Rafael Nadal kämpft wie ein Löwe, der langjährige Sandplatzkönig quält sich bis zum letzten Punkt - und ist in einem lange einseitigen Gigantenduell bei den Olympischen Spielen doch letztlich chancenlos. War es das nun für den Spanier?

In Rafael Nadal steckt immer noch Rafael Nadal. Allerdings, das bekam die Tennis-Welt am Montagmittag vor Augen geführt, nur noch in wenigen Momenten. Lange sah es beim olympischen Einzel in Roland Garros, in seinem Wohnzimmer, nach einer brutalen Demontage durch seinen großen Rivalen Novak Djokovic aus. Doch dann fand Nadal, der unermüdliche Kämpfer, für ein paar Minuten seinen inneren Rafael wieder. 1:6 und 0:4 lag er hinten, als er plötzlich aufdrehte. Seine Schläge landeten dort, wo sie landen sollten. Der Spanier scheuchte seinen serbischen Gegner über das Feld, wie zu besten Zeiten und kämpfte sich tatsächlich zum 4:4-Ausgleich. Die Sensation, das gigantische Comeback schien für winzige Augenblicke möglich. Das Publikum spürte das und tobte.

Da waren sie plötzlich wieder, die ikonischen Momente, die Zauberschläge, mit denen der 38-Jährige in den vergangenen zwei Dekaden zum König von Paris geworden war. Vom jungen Rebellen und royalen Liebling der Fans. Die hatten sich auch an diesem Montag voll auf die Seite des Spaniers geschlagen. Djokovic gefiel das nicht.
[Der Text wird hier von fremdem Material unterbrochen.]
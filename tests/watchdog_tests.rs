use std::sync::atomic::{AtomicBool, AtomicUsize, Ordering};
use std::sync::{Arc, Mutex};
use std::time::Duration;

use chrono::NaiveDate;

use sentinela_node::config::{AppConfig, CameraConfig, ConfigStore, TunnelMode};
use sentinela_node::recorder::{RecordingSupervisor, RetentionPolicy};
use sentinela_node::testing::mocks::{FakeLauncher, ManualClock, MemoryConfigStore};
use sentinela_node::tunnel::TunnelControl;
use sentinela_node::watchdog::{GatewayCheck, RecordingCheck, Watchdog, WatchdogDeps};

type Journal = Arc<Mutex<Vec<&'static str>>>;

struct FakeRecorder {
    journal: Journal,
    fail_restart: bool,
}

impl RecordingCheck for FakeRecorder {
    fn day_rollover(&self) -> usize {
        self.journal.lock().unwrap().push("rollover");
        0
    }

    fn check_and_restart(&self) -> Vec<String> {
        self.journal.lock().unwrap().push("restart");
        if self.fail_restart {
            panic!("recorder exploded");
        }
        Vec::new()
    }
}

struct FakeGateway {
    journal: Journal,
    running: AtomicBool,
}

impl GatewayCheck for FakeGateway {
    fn is_running(&self) -> bool {
        self.running.load(Ordering::SeqCst)
    }

    fn start(&self) {
        self.journal.lock().unwrap().push("gateway_start");
        self.running.store(true, Ordering::SeqCst);
    }

    fn check_transcoders(&self) -> usize {
        self.journal.lock().unwrap().push("transcoders");
        0
    }
}

struct FakeTunnel {
    journal: Journal,
}

impl TunnelControl for FakeTunnel {
    fn is_running(&self) -> bool {
        false
    }

    fn restart(&self) {
        self.journal.lock().unwrap().push("tunnel_restart");
    }

    fn stop(&self) {}
}

struct FakeRetention {
    journal: Journal,
    runs: AtomicUsize,
}

impl RetentionPolicy for FakeRetention {
    fn run(&self, _today: NaiveDate) -> anyhow::Result<()> {
        self.journal.lock().unwrap().push("retention");
        self.runs.fetch_add(1, Ordering::SeqCst);
        Ok(())
    }
}

fn clock() -> Arc<ManualClock> {
    Arc::new(ManualClock::at_local_noon(
        NaiveDate::from_ymd_opt(2024, 1, 10).unwrap(),
    ))
}

fn fake_watchdog(
    journal: &Journal,
    clock: Arc<ManualClock>,
    tunnel_mode: TunnelMode,
    fail_restart: bool,
) -> Watchdog {
    let mut config = AppConfig::default();
    config.tunnel.mode = tunnel_mode;

    Watchdog::new(WatchdogDeps {
        recorder: Arc::new(FakeRecorder {
            journal: journal.clone(),
            fail_restart,
        }),
        gateway: Arc::new(FakeGateway {
            journal: journal.clone(),
            running: AtomicBool::new(false),
        }),
        tunnel: Some(Arc::new(FakeTunnel {
            journal: journal.clone(),
        })),
        retention: Arc::new(FakeRetention {
            journal: journal.clone(),
            runs: AtomicUsize::new(0),
        }),
        store: Arc::new(MemoryConfigStore::new(".", config)),
        clock,
    })
}

fn entries(journal: &Journal) -> Vec<&'static str> {
    std::mem::take(&mut *journal.lock().unwrap())
}

#[test]
fn tick_runs_checks_in_order() {
    let journal = Journal::default();
    let watchdog = fake_watchdog(&journal, clock(), TunnelMode::Quick, false);

    watchdog.tick();
    assert_eq!(
        entries(&journal),
        vec![
            "restart",
            "gateway_start",
            "transcoders",
            "tunnel_restart",
            "retention"
        ]
    );

    // Gateway now up: only the transcoder sweep remains.
    watchdog.tick();
    assert_eq!(
        entries(&journal),
        vec!["restart", "transcoders", "tunnel_restart", "retention"]
    );
}

#[test]
fn disabled_tunnel_is_not_restarted() {
    let journal = Journal::default();
    let watchdog = fake_watchdog(&journal, clock(), TunnelMode::Disabled, false);

    watchdog.tick();
    assert!(!entries(&journal).contains(&"tunnel_restart"));
}

#[test]
fn failing_check_does_not_skip_later_ones() {
    let journal = Journal::default();
    let watchdog = fake_watchdog(&journal, clock(), TunnelMode::Disabled, true);

    watchdog.tick();
    assert_eq!(
        entries(&journal),
        vec!["restart", "gateway_start", "transcoders", "retention"]
    );
}

#[test]
fn rollover_fires_once_per_day_change() {
    let journal = Journal::default();
    let clock = clock();
    let watchdog = fake_watchdog(&journal, clock.clone(), TunnelMode::Disabled, false);

    watchdog.tick();
    assert!(!entries(&journal).contains(&"rollover"));

    clock.advance_secs(24 * 3600);
    watchdog.tick();
    let first = entries(&journal);
    assert_eq!(first[0], "rollover");
    assert_eq!(watchdog.last_day(), NaiveDate::from_ymd_opt(2024, 1, 11).unwrap());

    clock.advance_secs(30);
    watchdog.tick();
    assert!(!entries(&journal).contains(&"rollover"));
}

#[test]
fn rollover_restarts_real_recordings_into_new_folder() {
    let tmp = tempfile::tempdir().unwrap();
    let mut config = AppConfig::default();
    config.cameras.push(CameraConfig::new("camera-1", "192.168.1.10"));
    let store = Arc::new(MemoryConfigStore::new(tmp.path(), config));
    let launcher = Arc::new(FakeLauncher::new());
    let clock = clock();

    let recorder = Arc::new(RecordingSupervisor::new(
        store.clone(),
        launcher.clone(),
        clock.clone(),
    ));
    recorder.start(&store.get_camera("camera-1").unwrap());

    let journal = Journal::default();
    let watchdog = Watchdog::new(WatchdogDeps {
        recorder: recorder.clone(),
        gateway: Arc::new(FakeGateway {
            journal: journal.clone(),
            running: AtomicBool::new(true),
        }),
        tunnel: None,
        retention: Arc::new(FakeRetention {
            journal: journal.clone(),
            runs: AtomicUsize::new(0),
        }),
        store: store.clone(),
        clock: clock.clone(),
    });

    watchdog.tick();
    assert_eq!(launcher.launch_count("recorder:camera-1"), 1);

    clock.advance_secs(24 * 3600);
    watchdog.tick();
    assert_eq!(launcher.launch_count("recorder:camera-1"), 2);
    assert!(tmp.path().join("recordings/2024-01-11/camera-1").is_dir());

    clock.advance_secs(30);
    watchdog.tick();
    assert_eq!(launcher.launch_count("recorder:camera-1"), 2);
}

#[test]
fn background_loop_ticks_until_stopped() {
    let journal = Journal::default();
    let watchdog = fake_watchdog(&journal, clock(), TunnelMode::Disabled, false)
        .with_interval(Duration::from_millis(10));

    watchdog.start();
    assert!(watchdog.is_running());
    std::thread::sleep(Duration::from_millis(100));
    watchdog.stop();
    assert!(!watchdog.is_running());

    std::thread::sleep(Duration::from_millis(50));
    let ran = entries(&journal)
        .iter()
        .filter(|e| **e == "retention")
        .count();
    assert!(ran >= 2);

    std::thread::sleep(Duration::from_millis(50));
    assert!(entries(&journal).is_empty());
}

#[test]
fn quick_restart_keeps_a_single_loop() {
    let journal = Journal::default();
    let watchdog = fake_watchdog(&journal, clock(), TunnelMode::Disabled, false)
        .with_interval(Duration::from_millis(100));

    watchdog.start();
    std::thread::sleep(Duration::from_millis(20));
    watchdog.stop();
    watchdog.start();
    assert!(watchdog.is_running());

    std::thread::sleep(Duration::from_millis(1000));
    watchdog.stop();
    let passes = entries(&journal)
        .iter()
        .filter(|e| **e == "restart")
        .count();

    // one loop at 100ms gives about 11 passes here; two would give about 21
    assert!(passes <= 14, "{passes} passes in 1s");
    assert!(passes >= 5, "{passes} passes in 1s");
}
Als er den Lauf von Nadal gestoppt hatte, als er ihn breakte und im zweiten Satz mit 5:4 in Führung gegangen war, machte er eine hämische Ohrgeste in Richtung des Publikums. Djokovic will geliebt werden, wie sein ewiger Rivale. Doch in Paris geht das nicht. Die Asche von Roland Garros gehört nur einem: Rafael Nadal.
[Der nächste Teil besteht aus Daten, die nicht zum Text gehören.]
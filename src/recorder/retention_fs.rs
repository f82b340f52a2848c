// src/recorder/retention_fs.rs
use std::fs;
use std::io;
use std::path::{Path, PathBuf};
use std::sync::Arc;

use chrono::{Days, NaiveDate};
use log::{error, info, warn};
use serde::Serialize;

use crate::config::{AppConfig, ConfigStore};
use crate::core::clock::day_string;
use crate::recorder::RetentionPolicy;

const GIB: f64 = 1024.0 * 1024.0 * 1024.0;

/// Free-space source for the emergency cleanup.
pub trait DiskSpace: Send + Sync {
    fn free_bytes(&self, path: &Path) -> io::Result<u64>;
}

/// statvfs(3): blocks available to unprivileged users.
#[derive(Debug, Default, Clone, Copy)]
pub struct StatvfsDisk;

impl DiskSpace for StatvfsDisk {
    #[cfg(unix)]
    fn free_bytes(&self, path: &Path) -> io::Result<u64> {
        let stat = nix::sys::statvfs::statvfs(path).map_err(io::Error::from)?;
        Ok(stat.blocks_available() as u64 * stat.fragment_size() as u64)
    }

    #[cfg(not(unix))]
    fn free_bytes(&self, _path: &Path) -> io::Result<u64> {
        Err(io::Error::new(
            io::ErrorKind::Unsupported,
            "free space query not supported on this platform",
        ))
    }
}

#[derive(Debug, Clone, Serialize, PartialEq)]
pub struct RecordingFile {
    pub name: String,
    pub size_bytes: u64,
}

#[derive(Debug, Clone, Serialize, PartialEq)]
pub struct CameraRecordings {
    pub camera_id: String,
    pub files: Vec<RecordingFile>,
}

/// Day-folder retention over `root/YYYY-MM-DD/<camera>/...`.
pub struct FsRetention {
    root: PathBuf,
    disk: Arc<dyn DiskSpace>,
}

impl FsRetention {
    pub fn new(root: PathBuf, disk: Arc<dyn DiskSpace>) -> Self {
        Self { root, disk }
    }

    pub fn root(&self) -> &Path {
        &self.root
    }

    pub fn total_size(&self) -> u64 {
        dir_size(&self.root)
    }

    /// Deletes day folders strictly older than `today - retention_days`.
    /// Returns how many were removed.
    pub fn cleanup_old(&self, retention_days: u32, today: NaiveDate) -> usize {
        let cutoff = today
            .checked_sub_days(Days::new(retention_days as u64))
            .map(day_string)
            .unwrap_or_default();

        let mut deleted = 0;
        for (name, path) in self.day_dirs() {
            if name.as_str() >= cutoff.as_str() {
                continue;
            }
            match fs::remove_dir_all(&path) {
                Ok(()) => {
                    deleted += 1;
                    info!("[retention] deleted old recordings {}", name);
                }
                Err(e) => error!("[retention] failed to delete {:?}: {}", path, e),
            }
        }

        if deleted > 0 {
            info!("[retention] cleanup removed {} day folders", deleted);
        }
        deleted
    }

    /// Emergency cleanup: while free space is below `min_free_gb`, delete the
    /// oldest day folders. Returns the names deleted, oldest first.
    pub fn cleanup_if_low(&self, min_free_gb: f64) -> Vec<String> {
        if !self.root.is_dir() {
            return Vec::new();
        }

        let mut free = match self.disk.free_bytes(&self.root) {
            Ok(free) => free,
            Err(e) => {
                warn!("[retention] cannot query free space for {:?}: {}", self.root, e);
                return Vec::new();
            }
        };
        let threshold = (min_free_gb * GIB) as u64;
        if free >= threshold {
            return Vec::new();
        }

        warn!(
            "[retention] disk low: {:.1} GB free (minimum {:.1} GB), cleaning up",
            free as f64 / GIB,
            min_free_gb
        );

        let mut deleted = Vec::new();
        for (name, path) in self.day_dirs() {
            if free >= threshold {
                break;
            }
            let size = dir_size(&path);
            match fs::remove_dir_all(&path) {
                Ok(()) => {
                    free = free.saturating_add(size);
                    info!(
                        "[retention] emergency cleanup deleted {} (freed {:.2} GB)",
                        name,
                        size as f64 / GIB
                    );
                    deleted.push(name);
                }
                Err(e) => error!("[retention] failed to delete {:?}: {}", path, e),
            }
        }

        deleted
    }

    /// Day folders, newest first.
    pub fn list_dates(&self) -> Vec<String> {
        let mut dates: Vec<String> = self
            .day_dirs()
            .into_iter()
            .map(|(name, _)| name)
            .filter(|name| name.len() == 10)
            .collect();
        dates.reverse();
        dates
    }

    pub fn list_cameras_for_date(&self, date: &str) -> Vec<CameraRecordings> {
        let mut cameras: Vec<CameraRecordings> = sorted_entries(&self.root.join(date))
            .into_iter()
            .filter(|(_, path)| path.is_dir())
            .map(|(camera_id, path)| {
                let files = sorted_entries(&path)
                    .into_iter()
                    .filter(|(name, _)| name.ends_with(".mp4"))
                    .map(|(name, file)| RecordingFile {
                        size_bytes: fs::metadata(&file).map(|m| m.len()).unwrap_or(0),
                        name,
                    })
                    .collect();
                CameraRecordings { camera_id, files }
            })
            .collect();
        cameras.sort_by(|a, b| a.camera_id.cmp(&b.camera_id));
        cameras
    }

    /// Directories directly under the root, sorted by name (= by date).
    fn day_dirs(&self) -> Vec<(String, PathBuf)> {
        sorted_entries(&self.root)
            .into_iter()
            .filter(|(_, path)| path.is_dir())
            .collect()
    }
}

/// Retention driven by the live config: root and limits are re-read on
/// every run.
pub struct StoreRetention {
    store: Arc<dyn ConfigStore>,
    disk: Arc<dyn DiskSpace>,
}

impl StoreRetention {
    pub fn new(store: Arc<dyn ConfigStore>, disk: Arc<dyn DiskSpace>) -> Self {
        Self { store, disk }
    }

    pub fn current(&self) -> FsRetention {
        self.for_config(&self.store.load())
    }

    fn for_config(&self, config: &AppConfig) -> FsRetention {
        FsRetention::new(
            config.recordings_root(&self.store.base_dir()),
            self.disk.clone(),
        )
    }
}

impl RetentionPolicy for StoreRetention {
    fn run(&self, today: NaiveDate) -> anyhow::Result<()> {
        let config = self.store.load();
        let retention = self.for_config(&config);
        if !retention.root().exists() {
            return Ok(());
        }

        retention.cleanup_old(config.recording.retention_days, today);
        retention.cleanup_if_low(config.recording.min_free_gb);
        Ok(())
    }
}

fn sorted_entries(dir: &Path) -> Vec<(String, PathBuf)> {
    let entries = match fs::read_dir(dir) {
        Ok(e) => e,
        Err(_) => return Vec::new(),
    };

    let mut out: Vec<(String, PathBuf)> = entries
        .flatten()
        .filter_map(|entry| {
            let name = entry.file_name().to_str()?.to_string();
            Some((name, entry.path()))
        })
        .collect();
    out.sort_by(|a, b| a.0.cmp(&b.0));
    out
}

/// Recursive size of regular files; symlinks are not followed.
fn dir_size(path: &Path) -> u64 {
    let entries = match fs::read_dir(path) {
        Ok(e) => e,
        Err(_) => return 0,
    };

    entries
        .flatten()
        .map(|entry| match entry.file_type() {
            Ok(ft) if ft.is_dir() => dir_size(&entry.path()),
            Ok(ft) if ft.is_file() => entry.metadata().map(|m| m.len()).unwrap_or(0),
            _ => 0,
        })
        .sum()
}

#[cfg(test)]
mod tests {
    use super::*;

    struct FixedDisk(u64);

    impl DiskSpace for FixedDisk {
        fn free_bytes(&self, _path: &Path) -> io::Result<u64> {
            Ok(self.0)
        }
    }

    fn write_file(path: &Path, len: usize) {
        fs::create_dir_all(path.parent().unwrap()).unwrap();
        fs::write(path, vec![0u8; len]).unwrap();
    }

    #[test]
    fn total_size_sums_nested_files() {
        let tmp = tempfile::tempdir().unwrap();
        write_file(&tmp.path().join("2024-01-01/camera-1/a.mp4"), 100);
        write_file(&tmp.path().join("2024-01-01/camera-2/b.mp4"), 50);
        write_file(&tmp.path().join("2024-01-02/camera-1/c.mp4"), 25);

        let r = FsRetention::new(tmp.path().to_path_buf(), Arc::new(FixedDisk(0)));
        assert_eq!(r.total_size(), 175);
    }

    #[test]
    fn total_size_of_missing_root_is_zero() {
        let r = FsRetention::new(
            PathBuf::from("/nonexistent/sentinela/recordings"),
            Arc::new(FixedDisk(0)),
        );
        assert_eq!(r.total_size(), 0);
        assert!(r.cleanup_if_low(1.0).is_empty());
    }

    #[test]
    fn list_dates_newest_first_and_ignores_odd_names() {
        let tmp = tempfile::tempdir().unwrap();
        for d in ["2024-01-02", "2024-01-01", "2024-01-03", "misc"] {
            fs::create_dir_all(tmp.path().join(d)).unwrap();
        }
        write_file(&tmp.path().join("notes.txt"), 1);

        let r = FsRetention::new(tmp.path().to_path_buf(), Arc::new(FixedDisk(0)));
        assert_eq!(r.list_dates(), vec!["2024-01-03", "2024-01-02", "2024-01-01"]);
    }

    #[test]
    fn list_cameras_for_date_lists_mp4_only() {
        let tmp = tempfile::tempdir().unwrap();
        write_file(&tmp.path().join("2024-01-05/camera-2/rec_10-00-00.mp4"), 10);
        write_file(&tmp.path().join("2024-01-05/camera-1/rec_09-30-00.mp4"), 20);
        write_file(&tmp.path().join("2024-01-05/camera-1/rec_09-00-00.mp4"), 30);
        write_file(&tmp.path().join("2024-01-05/camera-1/ffmpeg.log"), 5);

        let r = FsRetention::new(tmp.path().to_path_buf(), Arc::new(FixedDisk(0)));
        let cams = r.list_cameras_for_date("2024-01-05");
        assert_eq!(cams.len(), 2);
        assert_eq!(cams[0].camera_id, "camera-1");
        let names: Vec<&str> = cams[0].files.iter().map(|f| f.name.as_str()).collect();
        assert_eq!(names, vec!["rec_09-00-00.mp4", "rec_09-30-00.mp4"]);
        assert_eq!(cams[0].files[0].size_bytes, 30);
        assert!(r.list_cameras_for_date("2030-01-01").is_empty());
    }
}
"Novak hat viel besser gespielt als ich"

Nein, sie gehörte Rafael Nadal. An diesem Montag bekam er eindrucksvoll den Weg zum Ausgang gezeigt. Die Zeit des Spaniers ist abgelaufen. So wie die Zeit von Roger Federer vorbei ist. Nadal, Federer und Djokovic, das sind die großen Drei des Sports. Nie zuvor in dieser Sportart gab es einen so spektakulären Kampf um die Krone. Federer, der Gentleman. Nadal, der unermüdliche Kämpfer. Djokovic, die polarisierende Tennismaschine. Einzig bei ihm, beim Serben, scheint der Kampf gegen die Zeit langsamer zu verlaufen, als bei anderen großen Sporthelden. Mit seinem 38 Jahren ist er noch voll auf der Höhe, träumt vom ersten Olympia-Gold. Sein wohl größter Konkurrent: Carlos Alcaraz, der junge Spanier, der Nadal-Erbe.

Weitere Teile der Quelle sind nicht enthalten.